What to work on: All of the records are to be reproduced exactly.

-- Extracted records follows --

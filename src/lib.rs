//! Tensile Analyzer - mechanical properties from stress-strain curves
//!
//! This library derives standard tensile test metrics from measured
//! stress-strain data:
//! - Elastic modulus (linear fit of the elastic region)
//! - Yield strength (0.2% offset method)
//! - Tensile strength and fracture strain (peak stress)
//! - Toughness (area under the curve)
//!
//! Stress is smoothed with a Savitzky-Golay filter before analysis. Any
//! failure yields a fixed fallback property set, never a partial result.
//!
//! ## Example
//! ```rust
//! use tensile_analyzer::prelude::*;
//!
//! let curve = MaterialProfile::steel().generate(200);
//!
//! let engine = AnalysisEngine::new(AnalysisOptions::default());
//! let result = engine.compute(curve.strain(), curve.stress());
//! assert!(!result.is_fallback());
//!
//! let png = ChartRenderer::default().render(
//!     curve.strain(),
//!     curve.stress(),
//!     Some(&result),
//!     "steel",
//! );
//! assert!(!png.is_empty());
//! ```

pub mod analysis;
pub mod chart;
pub mod config;
pub mod curve;
pub mod error;
pub mod materials;
pub mod math;
pub mod parser;
pub mod report;
pub mod results;
pub mod session;

// Re-export common types
pub mod prelude {
    pub use crate::analysis::{AnalysisEngine, AnalysisOptions};
    pub use crate::chart::{ChartOptions, ChartPlan, ChartRenderer};
    pub use crate::config::Config;
    pub use crate::curve::{MaterialLabel, SampleCurve};
    pub use crate::error::{AnalysisError, AnalysisResult};
    pub use crate::materials::MaterialProfile;
    pub use crate::parser::{parse_text, ParsedData};
    pub use crate::report::{format_report, ReportMeta};
    pub use crate::results::{PropertyKind, PropertyResult, ResultOrigin};
    pub use crate::session::{AnalysisSession, SessionReport};
}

-- Extracted records concluded --

Written reply:
filename src/lib.rs
//! Tensile Analyzer - mechanical properties from stress-strain curves
//!
//! This library derives standard tensile test metrics from measured
//! stress-strain data:
//! - Elastic modulus (linear fit of the elastic region)
//! - Yield strength (0.2% offset method)
//! - Tensile strength and fracture strain (peak stress)
//! - Toughness (area under the curve)
//!
//! Stress is smoothed with a Savitzky-Golay filter before analysis. Any
//! failure yields a fixed fallback property set, never a partial result.
//!
//! ## Example
//! ```rust
//! use tensile_analyzer::prelude::*;
//!
//! let curve = MaterialProfile::steel().generate(200);
//!
//! let engine = AnalysisEngine::new(AnalysisOptions::default());
//! let result = engine.compute(curve.strain(), curve.stress());
//! assert!(!result.is_fallback());
//!
//! let png = ChartRenderer::default().render(
//!     curve.strain(),
//!     curve.stress(),
//!     Some(&result),
//!     "steel",
//! );
//! assert!(!png.is_empty());
//! ```

pub mod analysis;
pub mod chart;
pub mod config;
pub mod curve;
pub mod error;
pub mod materials;
pub mod math;
pub mod parser;
pub mod report;
pub mod results;
pub mod session;

// Re-export common types
pub mod prelude {
    pub use crate::analysis::{AnalysisEngine, AnalysisOptions};
    pub use crate::chart::{ChartOptions, ChartPlan, ChartRenderer};
    pub use crate::config::Config;
    pub use crate::curve::{MaterialLabel, SampleCurve};
    pub use crate::error::{AnalysisError, AnalysisResult};
    pub use crate::materials::MaterialProfile;
    pub use crate::parser::{parse_text, ParsedData};
    pub use crate::report::{format_report, ReportMeta};
    pub use crate::results::{PropertyKind, PropertyResult, ResultOrigin};
    pub use crate::session::{AnalysisSession, SessionReport};
}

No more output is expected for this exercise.